- EXERCISE BRIEF: Return, from the data below, each line that contains the word "usize".

*** EXTRACTED RECORDS Section Begins ***

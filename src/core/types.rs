use serde::{Deserialize, Serialize};
use std::fmt;
use std::time::Duration;

/// 基本流类型
#[derive(Debug, Clone, Copy, PartialEq, Eq, Hash, PartialOrd, Ord, Serialize, Deserialize)]
#[serde(rename_all = "lowercase")]
pub enum StreamType {
    Audio,
    Video,
}

impl StreamType {
    /// 流类型数量（用于按流类型索引的数组）
    pub const COUNT: usize = 2;

    /// 所有流类型
    pub const ALL: [StreamType; StreamType::COUNT] = [StreamType::Audio, StreamType::Video];

    /// 数组下标
    pub fn index(self) -> usize {
        match self {
            StreamType::Audio => 0,
            StreamType::Video => 1,
        }
    }

    pub fn as_str(&self) -> &'static str {
        match self {
            StreamType::Audio => "Audio",
            StreamType::Video => "Video",
        }
    }
}

impl fmt::Display for StreamType {
    fn fmt(&self, f: &mut fmt::Formatter<'_>) -> fmt::Result {
        f.write_str(self.as_str())
    }
}

/// 流配置（编码参数）
#[derive(Debug, Clone, PartialEq, Serialize, Deserialize)]
#[serde(tag = "kind", rename_all = "lowercase")]
pub enum StreamConfig {
    Audio {
        codec: String,
        sample_rate: u32,
        channels: u16,
        bitrate: u32,
    },
    Video {
        codec: String,
        width: u32,
        height: u32,
        fps: f64,
    },
}

impl StreamConfig {
    pub fn stream_type(&self) -> StreamType {
        match self {
            StreamConfig::Audio { .. } => StreamType::Audio,
            StreamConfig::Video { .. } => StreamType::Video,
        }
    }

    pub fn codec(&self) -> &str {
        match self {
            StreamConfig::Audio { codec, .. } | StreamConfig::Video { codec, .. } => codec,
        }
    }

    /// 判断新配置能否在不重建解码器流的情况下直接生效
    ///
    /// - 音频：编码、采样率、声道布局必须一致（码率可变）
    /// - 视频：编码一致即可（分辨率/帧率变化由解码器自行适配）
    pub fn is_compatible(&self, other: &StreamConfig) -> bool {
        match (self, other) {
            (
                StreamConfig::Audio { codec, sample_rate, channels, .. },
                StreamConfig::Audio {
                    codec: other_codec,
                    sample_rate: other_rate,
                    channels: other_channels,
                    ..
                },
            ) => codec == other_codec && sample_rate == other_rate && channels == other_channels,
            (StreamConfig::Video { codec, .. }, StreamConfig::Video { codec: other_codec, .. }) => {
                codec == other_codec
            }
            _ => false,
        }
    }
}

/// 加密数据（由解密协作方处理）
#[derive(Debug, Clone, PartialEq)]
pub struct EncryptedData {
    pub key_id: Vec<u8>,
    pub iv: Vec<u8>,
    pub data: Vec<u8>,
}

/// 数据包负载
#[derive(Debug, Clone, PartialEq)]
pub enum PacketPayload {
    /// 明文数据
    Data(Vec<u8>),
    /// 加密数据，送解码器前需先解密
    Encrypted(EncryptedData),
    /// 流结束标记
    Eos,
    /// 配置变更
    Config(StreamConfig),
}

/// 基本流数据包
#[derive(Debug, Clone, PartialEq)]
pub struct Packet {
    pub stream: StreamType,
    pub pts: Duration,
    pub dts: Duration,
    pub is_key_frame: bool,
    pub payload: PacketPayload,
}

impl Packet {
    pub fn data(stream: StreamType, dts: Duration, data: Vec<u8>) -> Self {
        Self {
            stream,
            pts: dts,
            dts,
            is_key_frame: false,
            payload: PacketPayload::Data(data),
        }
    }

    pub fn key_frame(stream: StreamType, dts: Duration, data: Vec<u8>) -> Self {
        Self {
            is_key_frame: true,
            ..Self::data(stream, dts, data)
        }
    }

    pub fn encrypted(stream: StreamType, dts: Duration, data: EncryptedData) -> Self {
        Self {
            stream,
            pts: dts,
            dts,
            is_key_frame: false,
            payload: PacketPayload::Encrypted(data),
        }
    }

    pub fn eos(stream: StreamType) -> Self {
        Self {
            stream,
            pts: Duration::ZERO,
            dts: Duration::ZERO,
            is_key_frame: false,
            payload: PacketPayload::Eos,
        }
    }

    pub fn config(config: StreamConfig) -> Self {
        Self {
            stream: config.stream_type(),
            pts: Duration::ZERO,
            dts: Duration::ZERO,
            is_key_frame: false,
            payload: PacketPayload::Config(config),
        }
    }

    /// 是否携带时钟（数据包或加密包）
    pub fn contains_data(&self) -> bool {
        matches!(self.payload, PacketPayload::Data(_) | PacketPayload::Encrypted(_))
    }

    pub fn is_eos(&self) -> bool {
        matches!(self.payload, PacketPayload::Eos)
    }

    pub fn is_config_change(&self) -> bool {
        matches!(self.payload, PacketPayload::Config(_))
    }

    pub fn is_encrypted(&self) -> bool {
        matches!(self.payload, PacketPayload::Encrypted(_))
    }

    pub fn size(&self) -> usize {
        match &self.payload {
            PacketPayload::Data(data) => data.len(),
            PacketPayload::Encrypted(enc) => enc.data.len(),
            _ => 0,
        }
    }
}

/// 解码器送包结果
#[derive(Debug, Clone, Copy, PartialEq, Eq, Serialize, Deserialize)]
pub enum SubmitStatus {
    Success,
    /// 解码器已满，稍后重试
    Full,
    /// 解码器未就绪，稍后重试
    NotPrepared,
    /// 不可恢复的错误
    InvalidPacket,
    OutOfMemory,
    Fatal,
}

/// 解码器状态
#[derive(Debug, Clone, Copy, PartialEq, Eq, Serialize, Deserialize)]
#[serde(rename_all = "lowercase")]
pub enum DecoderState {
    Idle,
    Ready,
    Playing,
    Paused,
}

/// 时钟同步阶段
#[derive(Debug, Clone, Copy, PartialEq, Eq, Serialize, Deserialize)]
pub enum SynchronizationPhase {
    /// 流间同步：参考时钟取其他流最近送入的 DTS
    StreamRelative,
    /// 播放器时钟同步：参考时钟取解码器时钟
    PlayerRelative,
}

/// 数据请求（发往上游生产者）
#[derive(Debug, Clone, Copy, PartialEq, Eq, Serialize, Deserialize)]
pub struct DataRequest {
    pub stream: StreamType,
    /// 还可以接收的数据时长
    pub requested_duration: Duration,
    pub max_duration: Duration,
}

/// 单个流的缓冲状态
#[derive(Debug, Clone, Copy, PartialEq, Eq)]
pub struct StreamDataState {
    pub requested_duration: Duration,
    pub is_buffer_empty: bool,
}

/// 允许发布的缓冲事件（位掩码）
#[derive(Debug, Clone, Copy, PartialEq, Eq, Hash, Default, Serialize, Deserialize)]
pub struct DataEvent(u8);

impl DataEvent {
    pub const NONE: DataEvent = DataEvent(0);
    pub const DATA_REQUEST: DataEvent = DataEvent(0b01);
    pub const BUFFERING: DataEvent = DataEvent(0b10);
    pub const ALL: DataEvent = DataEvent(0b11);

    /// `self` 是否包含 `event` 的所有位
    pub fn allows(self, event: DataEvent) -> bool {
        self.0 & event.0 == event.0
    }
}

impl std::ops::BitOr for DataEvent {
    type Output = DataEvent;

    fn bitor(self, rhs: DataEvent) -> DataEvent {
        DataEvent(self.0 | rhs.0)
    }
}

impl fmt::Display for DataEvent {
    fn fmt(&self, f: &mut fmt::Formatter<'_>) -> fmt::Result {
        match *self {
            DataEvent::NONE => f.write_str("None"),
            DataEvent::DATA_REQUEST => f.write_str("DataRequest"),
            DataEvent::BUFFERING => f.write_str("Buffering"),
            _ => f.write_str("All"),
        }
    }
}

/// 缓冲状态报告（用于监控和调试）
#[derive(Debug, Clone, Copy, PartialEq, Serialize, Deserialize)]
pub struct BufferReport {
    pub stream: StreamType,
    /// 已缓冲时长
    pub buffered: Duration,
    /// 最大缓冲时长
    pub max_duration: Duration,
    /// 填充百分比 (0.0 - 100.0)
    pub fill_percent: f64,
    pub clock_in: Option<Duration>,
    pub clock_out: Option<Duration>,
}

/// 管线对外事件
#[derive(Debug, Clone, PartialEq)]
pub enum PipelineEvent {
    /// 流需要重新配置（不兼容的配置变更）
    StreamReconfigured(StreamType),
    /// 流已送完 EOS
    StreamEnded(StreamType),
    /// 所有流结束
    PlaybackCompleted,
    /// 缓冲进度 (0 = 开始缓冲, 100 = 缓冲完成)
    BufferingProgress(u8),
    /// 播放错误（整条管线已停止）
    PlaybackError { stream: StreamType, message: String },
}
use crate::core::types::{StreamType, SubmitStatus};
use thiserror::Error;

#[derive(Error, Debug)]
pub enum PlayerError {
    #[error("{stream}: 送包失败 ({status:?})")]
    Submit { stream: StreamType, status: SubmitStatus },

    #[error("{stream}: 解密失败: {reason}")]
    Decrypt { stream: StreamType, reason: String },

    #[error("操作已取消")]
    Cancelled,

    #[error("{0}: 数据包存储已关闭")]
    StorageDisabled(StreamType),

    #[error("{0}: 流未初始化")]
    StreamNotInitialized(StreamType),

    #[error("任务通道已关闭")]
    ChannelClosed,

    #[error("配置错误: {0}")]
    Config(String),

    #[error("IO 错误: {0}")]
    IoError(#[from] std::io::Error),

    #[error("JSON 错误: {0}")]
    JsonError(#[from] serde_json::Error),

    #[error("其他错误: {0}")]
    Other(String),
}

impl PlayerError {
    /// 是否为取消（正常退出路径，不上报）
    pub fn is_cancelled(&self) -> bool {
        matches!(self, PlayerError::Cancelled)
    }
}

pub type Result<T> = std::result::Result<T, PlayerError>;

*** EXTRACTED RECORDS Section Ends ***

- ANSWER SPACE:
    pub const COUNT: usize = 2;
    pub fn index(self) -> usize {
    pub fn size(&self) -> usize {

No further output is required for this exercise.